Peppered throughout the mayhem are Davis’ wistful/harrowing memories of a beloved bad relationship. Frances Davis — an occasional star on his record covers, most iconically “Someday My Prince Will Come” — is a co-executive producer here, though it’s no vanity project. Corinealdi’s Frances starts off as a gauzy dream girl then slowly grows in agency. At one point Davis demands she quit professional dancing (even though he'll slip into a bed full of women shortly after a heartfelt phonecall). She quietly implodes before storming off, bristling at the idea that only one of them can have an artistic passion.
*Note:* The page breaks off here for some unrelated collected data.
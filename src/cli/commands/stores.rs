//! Stores command - inspect or purge cache stores

use super::status::is_current;
use super::Workspace;
use crate::cli::args::{OutputFormat, StoresAction, StoresArgs};
use crate::config::Config;
use crate::error::SwcacheResult;
use crate::store::CacheStorage;
use crate::ui::{self, Status, StoreRow, UiContext};

/// Execute the stores command
pub async fn execute(args: StoresArgs, config: &Config) -> SwcacheResult<()> {
    let workspace = Workspace::new(config);

    match args.action {
        StoresAction::List { format } => list(&workspace, format).await,
        StoresAction::Show { name } => show(&workspace, &name).await,
        StoresAction::Purge { yes } => purge(&workspace, yes).await,
    }
}

async fn list(workspace: &Workspace, format: OutputFormat) -> SwcacheResult<()> {
    let registration = workspace.registration().await?;
    let active = registration.active.as_ref().map(|v| v.store_names());

    let mut rows = Vec::new();
    for name in workspace.storage.keys().await? {
        let entries = workspace.storage.entries(&name).await?.len();
        rows.push(StoreRow {
            current: is_current(active.as_ref(), &name),
            name,
            entries,
        });
    }

    if rows.is_empty() {
        match format {
            OutputFormat::Json => println!("[]"),
            OutputFormat::Plain => {}
            OutputFormat::Table => {
                let ctx = UiContext::detect();
                ui::step(&ctx, Status::Info, "No cache stores");
            }
        }
        return Ok(());
    }

    match format {
        OutputFormat::Table => ui::store_table(&UiContext::detect(), &rows),
        OutputFormat::Json => println!("{}", serde_json::to_string_pretty(&rows)?),
        OutputFormat::Plain => {
            for row in &rows {
                println!("{}", row.name);
            }
        }
    }

    Ok(())
}

async fn show(workspace: &Workspace, name: &str) -> SwcacheResult<()> {
    let keys = workspace.storage.entries(name).await?;
    if keys.is_empty() {
        let ctx = UiContext::detect();
        ui::step(&ctx, Status::Info, &format!("{} is empty", name));
        return Ok(());
    }
    for key in keys {
        println!("{}", key);
    }
    Ok(())
}

async fn purge(workspace: &Workspace, yes: bool) -> SwcacheResult<()> {
    let ctx = UiContext::detect().with_auto_yes(yes);
    let names = workspace.storage.keys().await?;

    if names.is_empty() {
        ui::step(&ctx, Status::Info, "No cache stores");
        return Ok(());
    }

    let prompt = format!("Delete {} store(s) and forget the active version?", names.len());
    if !ui::confirm(&ctx, &prompt, false).await? {
        ui::warn_with_hint(&ctx, "Purge cancelled", "Pass --yes to skip the prompt");
        return Ok(());
    }

    let mut deleted = Vec::new();
    for name in names {
        if workspace.storage.delete(&name).await? {
            deleted.push(name);
        }
    }

    let mut registration = workspace.registration().await?;
    registration.clear();
    workspace.save_registration(&registration).await?;

    workspace
        .journal
        .record("stores.purged", &serde_json::json!({ "deleted": deleted }))
        .await;

    ui::step(&ctx, Status::Ok, &format!("Deleted {} store(s)", deleted.len()));
    Ok(())
}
There are screaming matches, even a beating, but “Miles Ahead” isn’t out to remind us what a sonofabitch so-and-so was offstage. “Miles Ahead” avoids this, even as it depicts a real low-point in its genius’ life. Cheadle’s Davis is down and out, not working, can barely toot a trumpet anymore — and that’s how he likes it. He’s happy as a pig in s—: pulling guns out on execs; snapping at beloved jazz DJ Phil Schaap on the air for playing the overrated-to-him “Kind of Blue”; deploying a potentially Guinness-level number of “motherf—ers.” Cheadle makes not being nice hilarious, even endearing.
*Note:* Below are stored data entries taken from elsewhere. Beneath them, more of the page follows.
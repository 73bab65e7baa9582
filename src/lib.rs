//! swcache - versioned offline cache manager
//!
//! Intercepts the requests of a web application, answers HTML navigations
//! network-first and every other resource cache-first, and keeps exactly
//! one generation of cache stores per deployed version.

pub mod classify;
pub mod cli;
pub mod config;
pub mod error;
pub mod http;
pub mod journal;
pub mod lifecycle;
pub mod network;
pub mod routing;
pub mod store;
pub mod ui;
pub mod version;

pub use error::{SwcacheError, SwcacheResult};
//! Static asset manifest
//!
//! The list of URLs pre-cached at install. Entries may be relative; they
//! are resolved against the scope URL of the application.

use crate::error::{SwcacheError, SwcacheResult};
use url::Url;

/// Assets of the stock deployment (no `index.html`: HTML is network-first)
pub const DEFAULT_ENTRIES: [&str; 4] = [
    "./scannerlogo.png",
    "./manifest.json",
    "https://cdn.jsdelivr.net/npm/@ericblade/quagga2@1.8.1/dist/quagga.min.js",
    "https://cdn.jsdelivr.net/npm/zxing-wasm@2/dist/iife/reader/index.js",
];

/// Ordered list of URLs known at build time
#[derive(Debug, Clone, PartialEq, Eq)]
pub struct StaticAssetManifest {
    entries: Vec<String>,
}

impl StaticAssetManifest {
    pub fn new(entries: Vec<String>) -> Self {
        Self { entries }
    }

    pub fn entries(&self) -> &[String] {
        &self.entries
    }

    pub fn len(&self) -> usize {
        self.entries.len()
    }

    pub fn is_empty(&self) -> bool {
        self.entries.is_empty()
    }

    /// Resolve every entry against `scope`, keeping manifest order
    pub fn resolve(&self, scope: &Url) -> SwcacheResult<Vec<Url>> {
        self.entries
            .iter()
            .map(|entry| {
                scope.join(entry).map_err(|e| SwcacheError::UrlInvalid {
                    url: entry.clone(),
                    reason: e.to_string(),
                })
            })
            .collect()
    }
}

impl Default for StaticAssetManifest {
    fn default() -> Self {
        Self::new(DEFAULT_ENTRIES.iter().map(|s| s.to_string()).collect())
    }
}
How much “Miles Ahead” actually has to say about Davis himself is debatable — but it definitely has plenty to say about how artists wrestle with their past work, their careers and their alleged responsibility to keep at the job of creation. As shown in 1978, Davis is no longer so interested in the horn. And why should he be, even if he was inspired? People only talk about the “old s—,” as he puts it. “But that's the stuff people dig,” a kid tells him when Davis and Dave crash his Columbia dorm room to score some coke. (Please say this story isn’t made-up.) We’ve been trained to think of artists, especially geniuses, as Midas types, though we tend to only go batty over a handful of works, and from a slim period of their entire career yet. Untold musicians crank out gobs of work after their prime, though only a few patrons bother to keep up. How many beyond the dedicated know much about David Bowie past "Let's Dance," or Bob Dylan after "Nashville Skyline," or Jean-Luc Godard beyond "Weekend"? The throngs just want the hits, recycled ad infinitum by their creators until they pass on.
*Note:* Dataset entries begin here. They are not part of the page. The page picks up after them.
//! Integration tests for swcache

mod cli_tests {
    use assert_cmd::{cargo::cargo_bin_cmd, Command};
    use predicates::prelude::*;
    use std::path::Path;
    use tempfile::TempDir;

    fn swcache() -> Command {
        let mut cmd = cargo_bin_cmd!("swcache");
        cmd.env_remove("SWCACHE_VERSION").env_remove("SWCACHE_CONFIG");
        cmd
    }

    /// Config file with an isolated storage root and an unreachable origin
    fn write_config(dir: &Path) -> std::path::PathBuf {
        let storage = dir.join("caches");
        let path = dir.join("config.toml");
        let content = format!(
            r#"[general]
journal = false

[worker]
version = "v1"
scope = "http://127.0.0.1:9/"
manifest = ["./scannerlogo.png"]

[storage]
dir = "{}"

[network]
timeout_secs = 5
"#,
            storage.display()
        );
        std::fs::write(&path, content).unwrap();
        path
    }

    /// Pretend `version` was activated in an earlier run
    fn write_registration(dir: &Path, version: &str) {
        let storage = dir.join("caches");
        std::fs::create_dir_all(&storage).unwrap();
        let content = format!(
            r#"{{"active":"{}","waiting":null,"updated_at":"2025-08-25T00:00:00Z"}}"#,
            version
        );
        std::fs::write(storage.join("registration.json"), content).unwrap();
    }

    #[test]
    fn help_displays() {
        swcache()
            .arg("--help")
            .assert()
            .success()
            .stdout(predicate::str::contains("versioned offline cache manager"));
    }

    #[test]
    fn version_displays() {
        swcache()
            .arg("--version")
            .assert()
            .success()
            .stdout(predicate::str::contains("swcache"));
    }

    #[test]
    fn config_path() {
        let temp = TempDir::new().unwrap();
        let config = write_config(temp.path());
        swcache()
            .arg("--config")
            .arg(&config)
            .args(["config", "path"])
            .assert()
            .success()
            .stdout(predicate::str::contains("config.toml"));
    }

    #[test]
    fn config_show() {
        let temp = TempDir::new().unwrap();
        let config = write_config(temp.path());
        swcache()
            .arg("--config")
            .arg(&config)
            .args(["config", "show"])
            .assert()
            .success()
            .stdout(predicate::str::contains("[worker]"))
            .stdout(predicate::str::contains("version = \"v1\""));
    }

    #[test]
    fn config_set_persists() {
        let temp = TempDir::new().unwrap();
        let config = write_config(temp.path());
        swcache()
            .arg("--config")
            .arg(&config)
            .args(["config", "set", "worker.version", "v2"])
            .assert()
            .success();

        swcache()
            .arg("--config")
            .arg(&config)
            .args(["config", "show"])
            .assert()
            .success()
            .stdout(predicate::str::contains("version = \"v2\""));
    }

    #[test]
    fn config_set_keeps_version_override_out_of_file() {
        let temp = TempDir::new().unwrap();
        let config = write_config(temp.path());
        swcache()
            .env("SWCACHE_VERSION", "temp-override")
            .arg("--config")
            .arg(&config)
            .args(["config", "set", "network.timeout_secs", "3"])
            .assert()
            .success();

        let saved = std::fs::read_to_string(&config).unwrap();
        assert!(saved.contains("version = \"v1\""));
        assert!(!saved.contains("temp-override"));
        assert!(saved.contains("timeout_secs = 3"));
    }

    #[test]
    fn config_set_unknown_key_fails() {
        let temp = TempDir::new().unwrap();
        let config = write_config(temp.path());
        swcache()
            .arg("--config")
            .arg(&config)
            .args(["config", "set", "worker.nope", "x"])
            .assert()
            .failure()
            .stderr(predicate::str::contains("Unknown config key"));
    }

    #[test]
    fn stores_list_empty() {
        let temp = TempDir::new().unwrap();
        let config = write_config(temp.path());
        swcache()
            .arg("--config")
            .arg(&config)
            .args(["stores", "list"])
            .assert()
            .success()
            .stdout(predicate::str::contains("No cache stores"));

        swcache()
            .arg("--config")
            .arg(&config)
            .args(["stores", "list", "--format", "json"])
            .assert()
            .success()
            .stdout(predicate::str::contains("[]"));
    }

    #[test]
    fn stores_show_missing_fails() {
        let temp = TempDir::new().unwrap();
        let config = write_config(temp.path());
        swcache()
            .arg("--config")
            .arg(&config)
            .args(["stores", "show", "assets-v0"])
            .assert()
            .failure()
            .stderr(predicate::str::contains("Cache store not found"));
    }

    #[test]
    fn message_invalid_json_fails() {
        let temp = TempDir::new().unwrap();
        let config = write_config(temp.path());
        swcache()
            .arg("--config")
            .arg(&config)
            .args(["message", "{not json"])
            .assert()
            .failure()
            .stderr(predicate::str::contains("Invalid control message"));
    }

    #[test]
    fn message_without_waiting_version_is_noop() {
        let temp = TempDir::new().unwrap();
        let config = write_config(temp.path());
        swcache()
            .arg("--config")
            .arg(&config)
            .args(["message", r#"{"type":"SKIP_WAITING"}"#])
            .assert()
            .success()
            .stdout(predicate::str::contains("No waiting version"));
    }

    #[test]
    fn activate_without_install_fails() {
        let temp = TempDir::new().unwrap();
        let config = write_config(temp.path());
        swcache()
            .arg("--config")
            .arg(&config)
            .arg("activate")
            .assert()
            .failure()
            .stderr(predicate::str::contains("Cannot activate"));
    }

    #[test]
    fn install_with_unreachable_manifest_fails() {
        let temp = TempDir::new().unwrap();
        let config = write_config(temp.path());
        swcache()
            .arg("--config")
            .arg(&config)
            .arg("install")
            .assert()
            .failure()
            .stderr(predicate::str::contains("Failed to populate"));

        // Nothing was registered and no store was left behind
        swcache()
            .arg("--config")
            .arg(&config)
            .args(["stores", "list", "--format", "plain"])
            .assert()
            .success()
            .stdout(predicate::str::is_empty());
    }

    #[test]
    fn fetch_navigation_offline() {
        let temp = TempDir::new().unwrap();
        let config = write_config(temp.path());
        write_registration(temp.path(), "v1");

        swcache()
            .arg("--config")
            .arg(&config)
            .args(["fetch", "http://127.0.0.1:9/", "--navigate", "-i"])
            .assert()
            .success()
            .stdout(predicate::str::starts_with("HTTP 503 Offline"))
            .stdout(predicate::str::contains("content-type: text/plain;charset=UTF-8"));
    }

    #[test]
    fn fetch_image_offline() {
        let temp = TempDir::new().unwrap();
        let config = write_config(temp.path());
        write_registration(temp.path(), "v1");

        swcache()
            .arg("--config")
            .arg(&config)
            .args(["fetch", "http://127.0.0.1:9/scannerlogo.png"])
            .assert()
            .success()
            .stdout(predicate::str::diff("Offline image"));
    }

    #[test]
    fn fetch_without_active_version_hits_network() {
        let temp = TempDir::new().unwrap();
        let config = write_config(temp.path());
        swcache()
            .arg("--config")
            .arg(&config)
            .args(["fetch", "http://127.0.0.1:9/app.js"])
            .assert()
            .failure()
            .stderr(predicate::str::contains("network request"));
    }
}

mod lifecycle_tests {
    use async_trait::async_trait;
    use bytes::Bytes;
    use std::collections::HashSet;
    use std::sync::{Arc, Mutex};
    use swcache::error::NetworkError;
    use swcache::http::{Destination, Request, RequestMode, Response};
    use swcache::lifecycle::{LifecycleManager, StaticAssetManifest, WorkerState};
    use swcache::network::{FetchOptions, Fetcher};
    use swcache::routing::Source;
    use swcache::store::{CacheStorage, MemoryStorage};
    use swcache::version::VersionTag;
    use url::Url;

    const SCOPE: &str = "https://scanner.example/";

    /// Fetcher serving a fixed body per URL; URLs in `down` fail
    #[derive(Default)]
    struct ScriptedOrigin {
        down: Mutex<HashSet<String>>,
        offline: Mutex<bool>,
    }

    impl ScriptedOrigin {
        fn fail(&self, url: &str) {
            self.down.lock().unwrap().insert(url.to_string());
        }

        fn go_offline(&self) {
            *self.offline.lock().unwrap() = true;
        }
    }

    #[async_trait]
    impl Fetcher for ScriptedOrigin {
        async fn fetch(
            &self,
            request: &Request,
            _options: FetchOptions,
        ) -> Result<Response, NetworkError> {
            let url = request.url().to_string();
            if *self.offline.lock().unwrap() || self.down.lock().unwrap().contains(&url) {
                return Err(NetworkError::new(url, "connection refused"));
            }
            Ok(Response::new(200, Bytes::from(format!("body of {}", url))))
        }
    }

    fn manager(
        version: &str,
        storage: &Arc<MemoryStorage>,
        origin: &Arc<ScriptedOrigin>,
    ) -> LifecycleManager {
        LifecycleManager::new(
            VersionTag::new(version).unwrap(),
            &StaticAssetManifest::new(vec![
                "./scannerlogo.png".to_string(),
                "./manifest.json".to_string(),
            ]),
            &Url::parse(SCOPE).unwrap(),
            storage.clone(),
            origin.clone(),
        )
        .unwrap()
    }

    #[tokio::test]
    async fn upgrade_keeps_only_new_generation() {
        let storage = Arc::new(MemoryStorage::new());
        let origin = Arc::new(ScriptedOrigin::default());

        let mut v1 = manager("v1", &storage, &origin);
        v1.transition(&|_| {}).await.unwrap();
        let router = v1.router().unwrap();
        let page = Request::get(SCOPE).unwrap().with_mode(RequestMode::Navigate);
        router.route(&page).await.unwrap();
        assert_eq!(
            storage.keys().await.unwrap(),
            vec!["assets-v1".to_string(), "html-v1".to_string()]
        );

        let mut v2 = manager("v2", &storage, &origin);
        let transition = v2.transition(&|_| {}).await.unwrap();
        let activation = transition.activation.unwrap();
        assert_eq!(activation.deleted, vec!["assets-v1", "html-v1"]);
        assert_eq!(v2.state(), WorkerState::Activated);
        assert_eq!(storage.keys().await.unwrap(), vec!["assets-v2".to_string()]);
    }

    #[tokio::test]
    async fn failed_upgrade_leaves_previous_generation_serving() {
        let storage = Arc::new(MemoryStorage::new());
        let origin = Arc::new(ScriptedOrigin::default());

        let mut v1 = manager("v1", &storage, &origin);
        v1.transition(&|_| {}).await.unwrap();

        origin.fail("https://scanner.example/manifest.json");
        let mut v2 = manager("v2", &storage, &origin);
        assert!(v2.transition(&|_| {}).await.is_err());
        assert_eq!(v2.state(), WorkerState::Redundant);
        assert_eq!(storage.keys().await.unwrap(), vec!["assets-v1".to_string()]);

        // v1 still answers from its pre-cached assets while offline
        origin.go_offline();
        let router = v1.router().unwrap();
        let logo = Request::get("https://scanner.example/scannerlogo.png")
            .unwrap()
            .with_destination(Destination::Image);
        let routed = router.dispatch(&logo).await.unwrap();
        assert_eq!(routed.source, Source::Cache);
        assert_eq!(
            routed.response.body,
            Bytes::from("body of https://scanner.example/scannerlogo.png")
        );
        assert_eq!(
            routed.response.headers.get("x-content-type-options"),
            Some("nosniff")
        );
    }

    #[tokio::test]
    async fn repeated_activation_is_idempotent() {
        let storage = Arc::new(MemoryStorage::new());
        let origin = Arc::new(ScriptedOrigin::default());
        storage.open("assets-v0").await.unwrap();

        let mut v1 = manager("v1", &storage, &origin);
        let first = v1.transition(&|_| {}).await.unwrap().activation.unwrap();
        assert_eq!(first.deleted, vec!["assets-v0"]);

        let second = v1.activate().await.unwrap();
        assert!(second.deleted.is_empty());
        assert_eq!(second.kept, vec!["assets-v1"]);
        assert_eq!(storage.keys().await.unwrap(), vec!["assets-v1".to_string()]);
    }

    #[tokio::test]
    async fn offline_navigation_without_cached_page() {
        let storage = Arc::new(MemoryStorage::new());
        let origin = Arc::new(ScriptedOrigin::default());

        let mut v1 = manager("v1", &storage, &origin);
        v1.transition(&|_| {}).await.unwrap();
        origin.go_offline();

        let router = v1.router().unwrap();
        let page = Request::get("https://scanner.example/never-seen")
            .unwrap()
            .with_accept("text/html");
        let response = router.route(&page).await.unwrap();
        assert_eq!(response.status, 503);
        assert_eq!(response.status_text, "Offline");
        assert_eq!(response.body, Bytes::from("Offline"));
    }
}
“Miles Ahead” entertains the notion that even Miles Davis — in fact, especially Miles Davis, and especially Miles Davis in 1978 — was annoyed everyone creamed over work that was long behind him, even if he hadn't released new material in ages. Think about stuff you did even just 15 years ago. Imagine the world freaking out over things you made when you were younger and almost certainly a different person. Cheadle’s Miles Davis is a cartoon, even in the halcyon day flashbacks, but he’s more real than most artists depicted in movies. Though we barely see him play, you can sense that what ails him isn’t that he no longer likes music, or that he actually hates his old standbys. It’s that he always needs to push forward. He’s just in a creative valley. He wants to try something new. So does “Miles Ahead,” and not just because it’s Great Artist movie with a shoot-out.